A whopping 152 S&P 500 companies are expected to report this week, including 29 financial companies, 22 energy companies and 21 industrials companies. Currently, the consensus expects 6.7% year-over-year S&P 500 earnings-per-share growth for the second quarter, up from forecasts of 6.3%, according to Wells Fargo Securities Equity Strategy.
Ahead of the market open, Tyson Foods
was edging higher to $39.60 after posting a quarterly EPS increase of about 9% to 75 cents. It was also revealed that Brazilian meat processor JBS
will buy Tyson's poultry businesses in Mexico and Brazil for $575 million in cash.

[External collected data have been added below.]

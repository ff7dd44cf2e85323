//! # Segment Reader
//!
//! Turns one stream buffer into a [`Segment`]: an arena of decoded nodes
//! whose references point at other nodes of the same arena.
//!
//! ```text
//! Init ──► Indexing ──► Decoding(0..n) ──► Resolving ──► Done
//!          framing      registry lookup     NodeRef.target
//!          size scan    size cross-check    null dangling
//! ```
//!
//! Decoding and resolving are separate calls so a [`Document`] can decode
//! every stream before any reference is resolved.
//!
//! [`Document`]: crate::document::Document

pub mod framing;
mod reader;

use std::fmt;

use serde::{Deserialize, Serialize};
use uuid::Uuid;

use crate::decoder::Registry;
use crate::model::{Node, NodeId};

pub use framing::Frame;
pub use reader::{Phase, SegmentReader};

// ============================================================================
// Input
// ============================================================================

/// Which decoder table a stream is read with.
#[derive(Debug, Clone, Copy, PartialEq, Eq, Hash, Serialize, Deserialize)]
pub enum SegmentKind {
    /// Design content: the model itself.
    Dc,
    /// Application settings.
    App,
}

impl SegmentKind {
    pub fn registry(self) -> &'static Registry {
        match self {
            SegmentKind::Dc => Registry::dc(),
            SegmentKind::App => Registry::app(),
        }
    }
}

impl fmt::Display for SegmentKind {
    fn fmt(&self, f: &mut fmt::Formatter<'_>) -> fmt::Result {
        match self {
            SegmentKind::Dc => f.write_str("DC"),
            SegmentKind::App => f.write_str("App"),
        }
    }
}

/// One stream as handed over by the container reader.
#[derive(Debug, Clone)]
pub struct SegmentSource {
    pub name: String,
    pub kind: SegmentKind,
    pub bytes: Vec<u8>,
    /// Type table of the segment: slot to record UUID.
    pub types: Vec<Option<Uuid>>,
}

impl SegmentSource {
    pub fn new(
        name: impl Into<String>,
        kind: SegmentKind,
        bytes: Vec<u8>,
        types: impl IntoIterator<Item = impl Into<Option<Uuid>>>,
    ) -> Self {
        Self {
            name: name.into(),
            kind,
            bytes,
            types: types.into_iter().map(Into::into).collect(),
        }
    }
}

// ============================================================================
// Output
// ============================================================================

/// Counters collected while reading a segment.
#[derive(Debug, Clone, Copy, Default, PartialEq, Eq, Serialize)]
pub struct SegmentStats {
    /// Nodes handled by a registered decoder.
    pub decoded: usize,
    /// Nodes with no decoder; only their byte range is known.
    pub ignored: usize,
    pub size_mismatched: usize,
    /// Records re-framed by the trailing size scan.
    pub self_corrected: usize,
    /// Dangling references left without a target, each counted once.
    pub nulled_refs: usize,
}

/// A node whose decoder consumed a different number of bytes than the
/// record declares.
#[derive(Debug, Clone, Copy, PartialEq, Eq, Serialize)]
pub struct Defect {
    pub node: NodeId,
    pub declared: usize,
    pub consumed: usize,
}

impl fmt::Display for Defect {
    fn fmt(&self, f: &mut fmt::Formatter<'_>) -> fmt::Result {
        write!(f, "[{}] declared {} bytes, decoder consumed {}", self.node, self.declared, self.consumed)
    }
}

/// A fully read and resolved stream.
#[derive(Debug, Clone, Serialize)]
pub struct Segment {
    pub name: String,
    pub kind: SegmentKind,
    pub nodes: Vec<Node>,
    pub stats: SegmentStats,
    pub defects: Vec<Defect>,
    #[serde(skip)]
    pub data: Vec<u8>,
}

impl Segment {
    pub fn nodes(&self) -> &[Node] { &self.nodes }

    pub fn node(&self, id: NodeId) -> Option<&Node> {
        self.nodes.get(id.0 as usize)
    }

    /// Target node of a resolved reference attribute.
    pub fn follow(&self, node: &Node, key: &str) -> Option<&Node> {
        node.target(key).and_then(|id| self.node(id))
    }

    /// Raw payload bytes of a node.
    pub fn payload(&self, id: NodeId) -> Option<&[u8]> {
        let range = self.node(id)?.range;
        self.data.get(range.offset..range.end())
    }

    pub fn nodes_of_type<'s>(&'s self, type_name: &'s str) -> impl Iterator<Item = &'s Node> + 's {
        self.nodes.iter().filter(move |n| n.is_type(type_name))
    }

    pub fn len(&self) -> usize { self.nodes.len() }

    pub fn is_empty(&self) -> bool { self.nodes.is_empty() }
}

Goldman Sachs economists say they expect this week's FOMC statement to show very little change. The FOMC might choose to upgrade the language on growth in economic activity somewhat and also strengthen its language on labor market indicators a touch in recognition of the strong June employment report.
For the most part, however, recent data have supported the slightly more accommodative-than-expected June statement. In particular, the softer June CPI print likely will reinforce the Committee's decision to downplay the firmer inflation prints seen from March to May. Weak housing starts and new-home sales reports will likely underscore concerns about the housing sector, according to Goldman Sachs.
Also out on Wednesday will be second-quarter GDP data, which is expected by economists to show 3% growth after the first quarter's 2.9% contraction. First-quarter upward revisions are anticipated when the Commerce Department this week provides revisions for three years.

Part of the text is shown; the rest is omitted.